::: Data for this task :::
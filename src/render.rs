use crate::constants::{CLEAR_COLOR, LINE_WIDTH_PX, MAX_SEGMENTS, MAX_SPHERES};
use geometry_core::{Camera, DrawList};
use web_sys as web;

mod discs;
mod helpers;
mod segments;
mod swapchain;

use discs::{create_disc_resources, DiscInstance, DiscResources};
use segments::{create_segment_resources, SegmentInstance, SegmentResources};

pub(crate) static DISCS_WGSL: &str = include_str!("../shaders/discs.wgsl");
pub(crate) static LINES_WGSL: &str = include_str!("../shaders/lines.wgsl");

#[repr(C)]
#[derive(Copy, Clone, bytemuck::Pod, bytemuck::Zeroable)]
struct Globals {
    view: [[f32; 4]; 4],
    proj: [[f32; 4]; 4],
    viewport: [f32; 2],
    line_width: f32,
    _pad: f32,
}

pub struct GpuState<'a> {
    surface: wgpu::Surface<'a>,
    device: wgpu::Device,
    queue: wgpu::Queue,
    config: wgpu::SurfaceConfiguration,

    globals_buffer: wgpu::Buffer,
    globals_bind_group: wgpu::BindGroup,
    discs: DiscResources,
    segments: SegmentResources,

    width: u32,
    height: u32,
    clear_color: wgpu::Color,
}

impl<'a> GpuState<'a> {
    pub async fn new(canvas: &'a web::HtmlCanvasElement) -> anyhow::Result<Self> {
        let width = canvas.width().max(1);
        let height = canvas.height().max(1);

        let instance = wgpu::Instance::default();
        let surface = instance.create_surface(wgpu::SurfaceTarget::Canvas(canvas.clone()))?;
        let adapter = instance
            .request_adapter(&wgpu::RequestAdapterOptions {
                power_preference: wgpu::PowerPreference::LowPower,
                compatible_surface: Some(&surface),
                force_fallback_adapter: false,
            })
            .await
            .ok_or_else(|| anyhow::anyhow!("No WebGPU adapter"))?;
        let (device, queue) = adapter
            .request_device(
                &wgpu::DeviceDescriptor {
                    required_features: wgpu::Features::empty(),
                    required_limits: wgpu::Limits::default(),
                    memory_hints: wgpu::MemoryHints::Performance,
                    label: None,
                },
                None,
            )
            .await
            .map_err(|e| anyhow::anyhow!(format!("request_device error: {:?}", e)))?;
        let caps = surface.get_capabilities(&adapter);
        let format = swapchain::pick_surface_format(&caps.formats)
            .ok_or_else(|| anyhow::anyhow!("surface reports no formats"))?;
        let alpha_mode = caps
            .alpha_modes
            .first()
            .copied()
            .unwrap_or(wgpu::CompositeAlphaMode::Auto);
        let config = wgpu::SurfaceConfiguration {
            usage: wgpu::TextureUsages::RENDER_ATTACHMENT,
            format,
            width,
            height,
            present_mode: wgpu::PresentMode::Fifo,
            alpha_mode,
            view_formats: vec![],
            desired_maximum_frame_latency: 2,
        };
        surface.configure(&device, &config);

        let globals_buffer = device.create_buffer(&wgpu::BufferDescriptor {
            label: Some("globals"),
            size: std::mem::size_of::<Globals>() as u64,
            usage: wgpu::BufferUsages::UNIFORM | wgpu::BufferUsages::COPY_DST,
            mapped_at_creation: false,
        });
        let bgl = device.create_bind_group_layout(&wgpu::BindGroupLayoutDescriptor {
            label: Some("globals_bgl"),
            entries: &[wgpu::BindGroupLayoutEntry {
                binding: 0,
                visibility: wgpu::ShaderStages::VERTEX,
                ty: wgpu::BindingType::Buffer {
                    ty: wgpu::BufferBindingType::Uniform,
                    has_dynamic_offset: false,
                    min_binding_size: None,
                },
                count: None,
            }],
        });
        let globals_bind_group = device.create_bind_group(&wgpu::BindGroupDescriptor {
            label: Some("globals_bg"),
            layout: &bgl,
            entries: &[wgpu::BindGroupEntry {
                binding: 0,
                resource: globals_buffer.as_entire_binding(),
            }],
        });
        let layout = device.create_pipeline_layout(&wgpu::PipelineLayoutDescriptor {
            label: Some("scene_pl"),
            bind_group_layouts: &[&bgl],
            push_constant_ranges: &[],
        });

        let discs = create_disc_resources(&device, &layout, format);
        let segments = create_segment_resources(&device, &layout, format);
        log::info!("[gpu] surface {}x{} format {:?}", width, height, format);

        Ok(Self {
            surface,
            device,
            queue,
            config,
            globals_buffer,
            globals_bind_group,
            discs,
            segments,
            width,
            height,
            clear_color: wgpu::Color {
                r: CLEAR_COLOR[0],
                g: CLEAR_COLOR[1],
                b: CLEAR_COLOR[2],
                a: CLEAR_COLOR[3],
            },
        })
    }

    pub fn resize_if_needed(&mut self, width: u32, height: u32) {
        let width = width.max(1);
        let height = height.max(1);
        if width != self.width || height != self.height {
            self.width = width;
            self.height = height;
            self.config.width = width;
            self.config.height = height;
            self.surface.configure(&self.device, &self.config);
        }
    }

    pub fn render(&mut self, draw: &DrawList, camera: &Camera) -> Result<(), wgpu::SurfaceError> {
        let globals = Globals {
            view: camera.view_matrix().to_cols_array_2d(),
            proj: camera.projection_matrix().to_cols_array_2d(),
            viewport: [self.width as f32, self.height as f32],
            line_width: LINE_WIDTH_PX,
            _pad: 0.0,
        };
        self.queue
            .write_buffer(&self.globals_buffer, 0, bytemuck::bytes_of(&globals));

        let segs: Vec<SegmentInstance> = draw
            .segments()
            .into_iter()
            .take(MAX_SEGMENTS)
            .map(|(a, b, c)| SegmentInstance::new(a, b, c))
            .collect();
        let discs: Vec<DiscInstance> = draw
            .spheres
            .iter()
            .take(MAX_SPHERES)
            .map(DiscInstance::from)
            .collect();
        if !segs.is_empty() {
            self.queue
                .write_buffer(&self.segments.instances, 0, bytemuck::cast_slice(&segs));
        }
        if !discs.is_empty() {
            self.queue
                .write_buffer(&self.discs.instances, 0, bytemuck::cast_slice(&discs));
        }

        let frame = self.surface.get_current_texture()?;
        let view = frame
            .texture
            .create_view(&wgpu::TextureViewDescriptor::default());
        let mut encoder = self
            .device
            .create_command_encoder(&wgpu::CommandEncoderDescriptor {
                label: Some("encoder"),
            });
        {
            let mut rpass = encoder.begin_render_pass(&wgpu::RenderPassDescriptor {
                label: Some("scene_pass"),
                color_attachments: &[Some(wgpu::RenderPassColorAttachment {
                    view: &view,
                    resolve_target: None,
                    ops: wgpu::Operations {
                        load: wgpu::LoadOp::Clear(self.clear_color),
                        store: wgpu::StoreOp::Store,
                    },
                })],
                depth_stencil_attachment: None,
                timestamp_writes: None,
                occlusion_query_set: None,
            });
            rpass.set_bind_group(0, &self.globals_bind_group, &[]);
            // lines first so the points sit on top of their edges
            if !segs.is_empty() {
                rpass.set_pipeline(&self.segments.pipeline);
                rpass.set_vertex_buffer(0, self.segments.instances.slice(..));
                rpass.draw(0..6, 0..segs.len() as u32);
            }
            if !discs.is_empty() {
                rpass.set_pipeline(&self.discs.pipeline);
                rpass.set_vertex_buffer(0, self.discs.instances.slice(..));
                rpass.draw(0..6, 0..discs.len() as u32);
            }
        }
        self.queue.submit(Some(encoder.finish()));
        frame.present();
        Ok(())
    }
}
:::
What is needed is every line from the start of the entries through the line containing "pub async fn", returned word for word and nothing else.

* Task answer
filename src/render.rs
use crate::constants::{CLEAR_COLOR, LINE_WIDTH_PX, MAX_SEGMENTS, MAX_SPHERES};
use geometry_core::{Camera, DrawList};
use web_sys as web;

mod discs;
mod helpers;
mod segments;
mod swapchain;

use discs::{create_disc_resources, DiscInstance, DiscResources};
use segments::{create_segment_resources, SegmentInstance, SegmentResources};

pub(crate) static DISCS_WGSL: &str = include_str!("../shaders/discs.wgsl");
pub(crate) static LINES_WGSL: &str = include_str!("../shaders/lines.wgsl");

#[repr(C)]
#[derive(Copy, Clone, bytemuck::Pod, bytemuck::Zeroable)]
struct Globals {
    view: [[f32; 4]; 4],
    proj: [[f32; 4]; 4],
    viewport: [f32; 2],
    line_width: f32,
    _pad: f32,
}

pub struct GpuState<'a> {
    surface: wgpu::Surface<'a>,
    device: wgpu::Device,
    queue: wgpu::Queue,
    config: wgpu::SurfaceConfiguration,

    globals_buffer: wgpu::Buffer,
    globals_bind_group: wgpu::BindGroup,
    discs: DiscResources,
    segments: SegmentResources,

    width: u32,
    height: u32,
    clear_color: wgpu::Color,
}

impl<'a> GpuState<'a> {
    pub async fn new(canvas: &'a web::HtmlCanvasElement) -> anyhow::Result<Self> {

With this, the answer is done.